Canalblog
Editer l'article Suivre ce blog Administration + Créer mon blog
Publicité
La littérature du sous-sol
9 mai 2009

Effacements de Modiano

                           269989

      Dora Bruder  est souvent présenté comme l'un des chefs d'oeuvre de Modiano. D'ailleurs, il figure dans la sélection internationale des 1001 livres qu'il faut avoir lus dans sa vie (chez Flammarion), ce qui n'est pas nécessairement bon signe.

     De fait, les premières (dizaines de) pages de Dora Bruder m'agacèrent. Modiano a découvert inopinément, en 1988, une petite annonce du temps jadis, dans Paris-Soir : une jeune fille juive en fugue durant l'hiver 41-42, aux abords du boulevard Ornano qu'il connaît bien. La petite inconnue au destin forcément tragique obsède le romancier qui l'évoque à plusieurs reprises, dans des lettres, des interview, plus souterrainement dans un roman (Voyage de Noces, 1990 ), au point que, des années après, il se lance dans une enquête minutieuse aux résultats incertains. Très vite j'ai eu l'impression d'un prétexte, j'ai cru lire entre chaque ligne la satisfaction de Patrick Modiano exploitant un sujet inespéré, une occasion en or pour jouer au mieux l'éternelle partition modianesque: arpenter de nouveau les rues de son Paris, nous rejouer l'air de la mélancolie des jeunesses perdues, recourir à toutes les fulgurances du romancier et son goût des "détails" pour compléter des informations lacunaires, avec le drame de l'Histoire en toile de fond et la paternité problématique en ressort secret. Même dans sa façon de nommer chaque angle de rue, de noter les noms des commerces ou cinémas d'autrefois, de recopier scrupuleusement les maigres rapports des administrations de la France occupée, j'ai perçu de la sobriété affectée, comme une voix qui dirait sans cesse: "voyez comme je suis factuel, attentif, précis, voyez comme je ne vous épargne aucune bifurcation parisienne! car il ne s'agit pas d'art, ah non! c'est une enquête perdue d'avance sur la frustrante réalité!". Si en plus on compare ces notations éparses à l'incroyable travail de recherche et de réflexion accompli par Mendelsohn dans Les Disparus (et la comparaison est inévitable, tant les points communs sont nombreux: témoins introuvables car trop tardivement identifiés, supputations, portraits de familles déchirées, va-et-vient passé/présent etc.), le Dora Bruder de Modiano apparaîtra bien mince, presque vide.

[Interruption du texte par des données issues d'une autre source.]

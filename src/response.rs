//! Outgoing HTTP response type and the [`IntoResponse`] conversion trait.
//!
//! One body type covers both of fono's worlds: small buffered payloads
//! (JSON banners, error text) and file ranges streamed chunk by chunk.
//! Handlers build a [`Response`] and return it. That is the entire job
//! description.

use bytes::Bytes;
use http::{HeaderName, HeaderValue, StatusCode};
use http_body_util::combinators::BoxBody;
use http_body_util::{BodyExt, Empty, Full};

/// The response body: boxed so buffered and streamed bodies share one type.
///
/// The error type is `io::Error` because the only fallible body is a file
/// stream; buffered bodies are infallible and erased into the same shape.
pub type Body = BoxBody<Bytes, std::io::Error>;

pub(crate) fn full(bytes: impl Into<Bytes>) -> Body {
    Full::new(bytes.into()).map_err(|never| match never {}).boxed()
}

pub(crate) fn empty() -> Body {
    Empty::new().map_err(|never| match never {}).boxed()
}

// ── Response ─────────────────────────────────────────────────────────────────

/// An outgoing HTTP response.
///
/// # Shortcuts (200 OK, no custom headers needed)
///
/// ```rust
/// use fono::Response;
///
/// Response::json(br#"{"status":"running"}"#.to_vec());
/// Response::text("ok");
/// Response::status(http::StatusCode::NO_CONTENT);
/// ```
///
/// # Builder (custom status, headers, or a streaming body)
///
/// ```rust
/// use fono::Response;
/// use http::StatusCode;
///
/// Response::builder()
///     .status(StatusCode::RANGE_NOT_SATISFIABLE)
///     .header("content-range", "bytes */1000000")
///     .no_body();
/// ```
pub struct Response {
    pub(crate) status: StatusCode,
    pub(crate) headers: Vec<(HeaderName, HeaderValue)>,
    pub(crate) body: Body,
}

impl Response {
    /// `200 OK` — `application/json`.
    ///
    /// Takes bytes, not a value — hand-built `format!` JSON and serialiser
    /// output land here the same way.
    pub fn json(body: Vec<u8>) -> Self {
        Self::with_content_type("application/json", body)
    }

    /// `200 OK` — `text/plain; charset=utf-8`.
    pub fn text(body: impl Into<String>) -> Self {
        Self::with_content_type("text/plain; charset=utf-8", body.into().into_bytes())
    }

    /// Response with the given status and no body.
    pub fn status(status: StatusCode) -> Self {
        Self { status, headers: Vec::new(), body: empty() }
    }

    /// Builder for responses that need a custom status, extra headers, or a
    /// streaming body.
    pub fn builder() -> ResponseBuilder {
        ResponseBuilder { headers: Vec::new(), status: StatusCode::OK }
    }

    /// Appends a header to an already-built response.
    ///
    /// `name` must be a lowercase static string; a malformed `value` is a
    /// programmer error and panics, same as a malformed route.
    pub fn header(mut self, name: &'static str, value: &str) -> Self {
        self.headers.push((
            HeaderName::from_static(name),
            HeaderValue::from_str(value).expect("invalid header value"),
        ));
        self
    }

    pub fn status_code(&self) -> StatusCode {
        self.status
    }

    /// Unwraps into the underlying `http` response, ready for hyper.
    /// Also the escape hatch integration tests use to inspect the wire shape.
    pub fn into_inner(self) -> http::Response<Body> {
        let mut res = http::Response::new(self.body);
        *res.status_mut() = self.status;
        let headers = res.headers_mut();
        for (name, value) in self.headers {
            headers.append(name, value);
        }
        res
    }

    fn with_content_type(content_type: &'static str, body: Vec<u8>) -> Self {
        Self {
            status: StatusCode::OK,
            headers: vec![(
                HeaderName::from_static("content-type"),
                HeaderValue::from_static(content_type),
            )],
            body: full(body),
        }
    }
}

// ── ResponseBuilder ───────────────────────────────────────────────────────────

/// Fluent builder for [`Response`].
///
/// Obtain via [`Response::builder()`]. Defaults to 200. Terminated by a typed
/// body method — you always know what you're sending.
pub struct ResponseBuilder {
    headers: Vec<(HeaderName, HeaderValue)>,
    status: StatusCode,
}

impl ResponseBuilder {
    pub fn status(mut self, status: StatusCode) -> Self {
        self.status = status;
        self
    }

    /// `name` must be a lowercase static string. Panics on a malformed value,
    /// same contract as [`Response::header`].
    pub fn header(mut self, name: &'static str, value: &str) -> Self {
        self.headers.push((
            HeaderName::from_static(name),
            HeaderValue::from_str(value).expect("invalid header value"),
        ));
        self
    }

    /// Terminate with a JSON body (`application/json`).
    pub fn json(self, body: Vec<u8>) -> Response {
        self.finish("application/json", full(body))
    }

    /// Terminate with a plain-text body (`text/plain; charset=utf-8`).
    pub fn text(self, body: impl Into<String>) -> Response {
        self.finish("text/plain; charset=utf-8", full(body.into().into_bytes()))
    }

    /// Terminate with a prepared streaming body.
    ///
    /// The caller owns content negotiation: `content-type` and
    /// `content-length` headers are expected to already be set, because a
    /// streamed body cannot report its own length.
    pub fn stream(self, body: Body) -> Response {
        Response { status: self.status, headers: self.headers, body }
    }

    /// Terminate with no body (416, preflight, HEAD).
    pub fn no_body(self) -> Response {
        Response { status: self.status, headers: self.headers, body: empty() }
    }

    fn finish(self, content_type: &'static str, body: Body) -> Response {
        let mut headers = vec![(
            HeaderName::from_static("content-type"),
            HeaderValue::from_static(content_type),
        )];
        headers.extend(self.headers);
        Response { status: self.status, headers, body }
    }
}

// ── IntoResponse ──────────────────────────────────────────────────────────────

/// Conversion into an HTTP [`Response`].
///
/// Implemented for the handful of types handlers actually return; fono has
/// no open-ended extractor/responder zoo.
pub trait IntoResponse {
    fn into_response(self) -> Response;
}

impl IntoResponse for Response {
    fn into_response(self) -> Response {
        self
    }
}

impl IntoResponse for &'static str {
    fn into_response(self) -> Response {
        Response::text(self)
    }
}

impl IntoResponse for String {
    fn into_response(self) -> Response {
        Response::text(self)
    }
}

/// Return a bare status from a handler: `return StatusCode::NOT_FOUND`.
impl IntoResponse for StatusCode {
    fn into_response(self) -> Response {
        Response::status(self)
    }
}
//! # fono
//!
//! The audio streaming subsystem of the fono music-sharing app.
//! Nothing more. Nothing less.
//!
//! ## The contract
//!
//! Upload ingestion validates audio files and writes them under a single
//! media root. The catalog hands out filename tokens. fono turns those
//! tokens back into bytes for browser `<audio>` elements — with full HTTP
//! partial-content semantics, so seeking, resuming, and progressive playback
//! work the way browsers expect.
//!
//! What the collaborators own — fono intentionally ignores:
//!
//! - **Authentication / authorization** — the API gateway in front
//! - **Upload validation** — magic-number and size checks happen at ingest
//! - **Catalog CRUD** — the database never appears here
//! - **Rate limiting and slow clients** — `limit_req` and proxy timeouts
//!
//! What's left for fono — the part that has to be exactly right:
//!
//! - Safe token → path resolution inside the media root
//! - `Range` header parsing with every browser quirk accounted for
//! - 200 / 206 / 416 negotiation with correct headers to the byte
//! - Bounded, backpressured file → socket streaming that stops the moment
//!   the client goes away
//!
//! ## Quick start
//!
//! ```rust,no_run
//! use std::sync::Arc;
//! use fono::{MediaLibrary, Server, stream};
//!
//! #[tokio::main]
//! async fn main() {
//!     let library = Arc::new(MediaLibrary::open("uploads").unwrap());
//!     let app = stream::routes(Arc::clone(&library));
//!
//!     Server::bind("0.0.0.0:5000").serve(app).await.unwrap();
//! }
//! ```
//!
//! A seek in the browser issues `Range: bytes=900000-` and aborts the
//! previous request; fono answers `206 Partial Content` with
//! `Content-Range: bytes 900000-999999/1000000` and drops the aborted
//! stream's file handle within one chunk iteration.

mod error;
mod request;
mod response;
mod router;
mod server;

pub mod cors;
pub mod health;
pub mod media;
pub mod range;
pub mod stream;

pub use error::{Error, StreamError};
pub use media::{MediaFile, MediaLibrary};
pub use range::RangeVerdict;
pub use request::Request;
pub use response::{Body, IntoResponse, Response};
pub use router::Router;
pub use server::Server;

    Mais c'est ce presque vide qui, paradoxalement, au fil des pages, fait le prix de la démarche de Modiano. Rarement la sensation d'effacement n'aura été aussi justement restituée. Les "traces" ou "empreintes" sont nombreuses, mais "en creux". Dans des quartiers où "les numéros des immeubles et les noms des rues ne correspondent plus à rien" et où le camp des Tourelles est devenu "Zone militaire Défense de filmer ou de photographier", on découvre l'évaporation urbaine de toute une époque pesante. Dora Bruder et toutes les autres Dora Bruder demeureront inaccessibles: les documents manquent à tout jamais, les lieux où elles vécurent et s'égarèrent sont définitivement autres. Du coup, la géographie réelle du temps passé apparaît presque magique: le pensionnat de la jeune fille a disparu, mais il apparaît au détour des Misérables de Hugo (le jardin du couvent où Valjean et Cosette se réfugient un instant se trouve à l'adresse exacte). Que reste-t-il alors de tangible? Rien, à peine des intuitions tristes: "Peut-être _ mais j'en suis sûr _ s'est-elle promenée là, dans cette zone qui m'évoque les rendez-vous d'amours secrets, les pauvres bonheurs perdus." Et puis des analogies hasardeuses, comme cette hypothèse (que Modiano sait fausse) d'une rencontre entre son père et Dora Bruder, l'hiver 42, dans le "panier à salade", rencontre qui trouve un écho quelque vingt ans plus tard, le face à face muet entre Modiano et son père, dans un autre panier à salade: rencontre indirecte, impuissante, imaginaire de toute façon, entre Dora Bruder et l'écrivain, avec pour médiateur bien dérisoire son père, qu'il connaît à peine mieux qu'un parfait inconnu. De même, le rapprochement entre la fugue de Dora Bruder et la sienne, en 1960, qui peut apparaître dans un premier temps atrocement nombriliste, débouche sur une réflexion à peine esquissée, minimale, qui loin de tenter une explication facile et insatisfaisante approfondit le mystère: "Qu'est-ce qui nous décide à faire une fugue? (...) le seul point commun avec la fugue de Dora, c'était la saison: l'hiver." A chaque chapitre, Modiano et son lecteur traversent une mémoire qui ne peut pas se matérialiser: pas d'obstacle à surmonter, pas de vide à combler, juste un effacement systématique à constater.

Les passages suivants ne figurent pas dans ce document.